> _Task details_: A single stretch of the material below is to be transcribed exactly, starting at the line with "Router::new()" and ending after the line with "pub version: &'static".

> _Data excerpts_:
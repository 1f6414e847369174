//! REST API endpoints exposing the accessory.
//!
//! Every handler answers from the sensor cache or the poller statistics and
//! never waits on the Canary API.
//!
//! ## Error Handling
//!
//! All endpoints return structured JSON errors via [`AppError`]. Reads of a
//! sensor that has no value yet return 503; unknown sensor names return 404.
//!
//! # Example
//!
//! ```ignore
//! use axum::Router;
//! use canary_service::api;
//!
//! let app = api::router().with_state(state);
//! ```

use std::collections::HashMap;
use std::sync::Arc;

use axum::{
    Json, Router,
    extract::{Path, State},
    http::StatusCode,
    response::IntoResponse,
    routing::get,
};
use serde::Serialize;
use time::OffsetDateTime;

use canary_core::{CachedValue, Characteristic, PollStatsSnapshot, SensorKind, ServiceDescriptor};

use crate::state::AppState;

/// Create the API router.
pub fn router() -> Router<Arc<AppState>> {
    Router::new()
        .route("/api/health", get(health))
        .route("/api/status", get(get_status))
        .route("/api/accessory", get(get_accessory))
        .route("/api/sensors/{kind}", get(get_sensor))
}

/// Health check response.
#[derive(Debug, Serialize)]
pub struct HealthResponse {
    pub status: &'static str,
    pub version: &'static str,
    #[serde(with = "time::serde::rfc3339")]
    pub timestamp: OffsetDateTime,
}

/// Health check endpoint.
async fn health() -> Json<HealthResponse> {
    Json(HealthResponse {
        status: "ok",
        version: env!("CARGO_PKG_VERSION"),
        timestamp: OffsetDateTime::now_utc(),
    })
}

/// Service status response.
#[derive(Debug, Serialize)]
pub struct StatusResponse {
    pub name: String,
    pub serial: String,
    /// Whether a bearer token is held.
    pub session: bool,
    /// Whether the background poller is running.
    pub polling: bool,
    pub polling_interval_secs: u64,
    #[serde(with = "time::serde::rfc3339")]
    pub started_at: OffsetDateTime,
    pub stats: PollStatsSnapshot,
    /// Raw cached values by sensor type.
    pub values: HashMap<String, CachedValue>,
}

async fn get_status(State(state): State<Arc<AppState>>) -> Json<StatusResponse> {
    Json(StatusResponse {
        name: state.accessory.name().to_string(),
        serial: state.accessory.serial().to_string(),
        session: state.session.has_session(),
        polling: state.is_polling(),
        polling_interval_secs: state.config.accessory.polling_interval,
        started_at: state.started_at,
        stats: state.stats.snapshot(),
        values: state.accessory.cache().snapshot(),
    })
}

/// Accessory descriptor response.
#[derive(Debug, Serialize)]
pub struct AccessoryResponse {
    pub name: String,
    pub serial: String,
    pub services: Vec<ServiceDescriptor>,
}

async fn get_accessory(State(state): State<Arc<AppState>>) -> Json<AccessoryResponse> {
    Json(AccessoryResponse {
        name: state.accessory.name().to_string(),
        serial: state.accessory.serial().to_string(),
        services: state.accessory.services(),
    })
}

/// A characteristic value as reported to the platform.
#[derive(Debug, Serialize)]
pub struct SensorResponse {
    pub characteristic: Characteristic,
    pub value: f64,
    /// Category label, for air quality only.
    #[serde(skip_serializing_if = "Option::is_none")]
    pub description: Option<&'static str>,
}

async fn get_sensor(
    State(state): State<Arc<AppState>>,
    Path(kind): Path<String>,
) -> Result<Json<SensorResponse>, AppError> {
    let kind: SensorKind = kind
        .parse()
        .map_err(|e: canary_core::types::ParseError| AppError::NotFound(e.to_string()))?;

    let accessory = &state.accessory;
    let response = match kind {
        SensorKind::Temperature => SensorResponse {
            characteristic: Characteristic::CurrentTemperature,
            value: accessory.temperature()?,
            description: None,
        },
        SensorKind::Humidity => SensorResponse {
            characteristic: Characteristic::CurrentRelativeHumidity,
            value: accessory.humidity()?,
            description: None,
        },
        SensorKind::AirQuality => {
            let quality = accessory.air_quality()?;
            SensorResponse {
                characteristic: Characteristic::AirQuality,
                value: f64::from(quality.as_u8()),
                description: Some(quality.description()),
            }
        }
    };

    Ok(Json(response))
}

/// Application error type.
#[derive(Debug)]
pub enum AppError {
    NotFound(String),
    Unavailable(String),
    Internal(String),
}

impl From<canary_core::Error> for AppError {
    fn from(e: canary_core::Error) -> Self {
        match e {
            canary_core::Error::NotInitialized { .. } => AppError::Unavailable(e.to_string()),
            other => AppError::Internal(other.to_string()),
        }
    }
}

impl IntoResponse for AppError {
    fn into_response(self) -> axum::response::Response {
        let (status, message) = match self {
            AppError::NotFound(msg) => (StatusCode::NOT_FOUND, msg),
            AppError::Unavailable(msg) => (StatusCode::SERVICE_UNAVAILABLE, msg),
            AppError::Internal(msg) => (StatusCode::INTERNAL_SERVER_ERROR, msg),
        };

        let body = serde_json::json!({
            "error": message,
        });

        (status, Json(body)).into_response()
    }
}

==

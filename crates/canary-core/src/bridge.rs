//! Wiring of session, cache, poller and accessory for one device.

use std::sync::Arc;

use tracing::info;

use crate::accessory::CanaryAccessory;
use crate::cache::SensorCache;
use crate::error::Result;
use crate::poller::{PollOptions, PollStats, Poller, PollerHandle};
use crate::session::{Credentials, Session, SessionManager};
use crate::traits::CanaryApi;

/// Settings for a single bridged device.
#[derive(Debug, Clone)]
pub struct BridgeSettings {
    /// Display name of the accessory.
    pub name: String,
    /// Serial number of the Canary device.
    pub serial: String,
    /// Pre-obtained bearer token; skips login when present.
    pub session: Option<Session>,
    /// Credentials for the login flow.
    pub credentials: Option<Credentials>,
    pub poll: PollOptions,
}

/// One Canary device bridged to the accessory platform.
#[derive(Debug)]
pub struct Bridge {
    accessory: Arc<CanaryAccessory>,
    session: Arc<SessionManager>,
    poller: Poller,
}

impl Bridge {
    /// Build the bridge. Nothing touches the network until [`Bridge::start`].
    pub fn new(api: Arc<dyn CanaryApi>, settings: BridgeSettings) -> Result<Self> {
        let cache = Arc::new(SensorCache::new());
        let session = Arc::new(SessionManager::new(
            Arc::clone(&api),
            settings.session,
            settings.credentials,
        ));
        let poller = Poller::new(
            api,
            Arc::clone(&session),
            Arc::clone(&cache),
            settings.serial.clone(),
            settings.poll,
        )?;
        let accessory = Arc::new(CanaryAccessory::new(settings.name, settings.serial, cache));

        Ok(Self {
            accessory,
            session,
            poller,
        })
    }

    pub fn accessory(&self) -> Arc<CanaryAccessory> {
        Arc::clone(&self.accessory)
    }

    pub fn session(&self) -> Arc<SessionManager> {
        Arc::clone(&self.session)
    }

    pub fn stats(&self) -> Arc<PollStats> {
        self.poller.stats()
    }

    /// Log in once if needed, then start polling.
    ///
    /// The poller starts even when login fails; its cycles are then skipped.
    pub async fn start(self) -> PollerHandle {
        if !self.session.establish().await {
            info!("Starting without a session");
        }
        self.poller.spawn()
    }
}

* * *

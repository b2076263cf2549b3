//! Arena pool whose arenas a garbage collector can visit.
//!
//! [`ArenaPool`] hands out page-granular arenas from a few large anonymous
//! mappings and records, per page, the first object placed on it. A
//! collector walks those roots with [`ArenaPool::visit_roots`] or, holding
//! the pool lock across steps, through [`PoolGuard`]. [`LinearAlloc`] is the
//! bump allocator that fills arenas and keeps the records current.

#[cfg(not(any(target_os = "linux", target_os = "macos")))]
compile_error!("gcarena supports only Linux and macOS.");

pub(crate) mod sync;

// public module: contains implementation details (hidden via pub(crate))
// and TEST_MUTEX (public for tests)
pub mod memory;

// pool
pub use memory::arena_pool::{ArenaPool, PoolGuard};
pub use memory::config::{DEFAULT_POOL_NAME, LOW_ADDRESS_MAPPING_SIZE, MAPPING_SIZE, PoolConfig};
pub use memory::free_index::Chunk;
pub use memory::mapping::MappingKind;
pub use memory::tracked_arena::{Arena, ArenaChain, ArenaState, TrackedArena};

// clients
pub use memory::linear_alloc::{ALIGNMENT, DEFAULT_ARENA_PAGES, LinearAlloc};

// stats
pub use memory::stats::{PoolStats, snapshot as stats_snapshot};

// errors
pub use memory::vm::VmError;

> _Response to the task_:
    Router::new()
        .route("/api/health", get(health))
        .route("/api/status", get(get_status))
        .route("/api/accessory", get(get_accessory))
        .route("/api/sensors/{kind}", get(get_sensor))
}

/// Health check response.
#[derive(Debug, Serialize)]
pub struct HealthResponse {
    pub status: &'static str,
    pub version: &'static str,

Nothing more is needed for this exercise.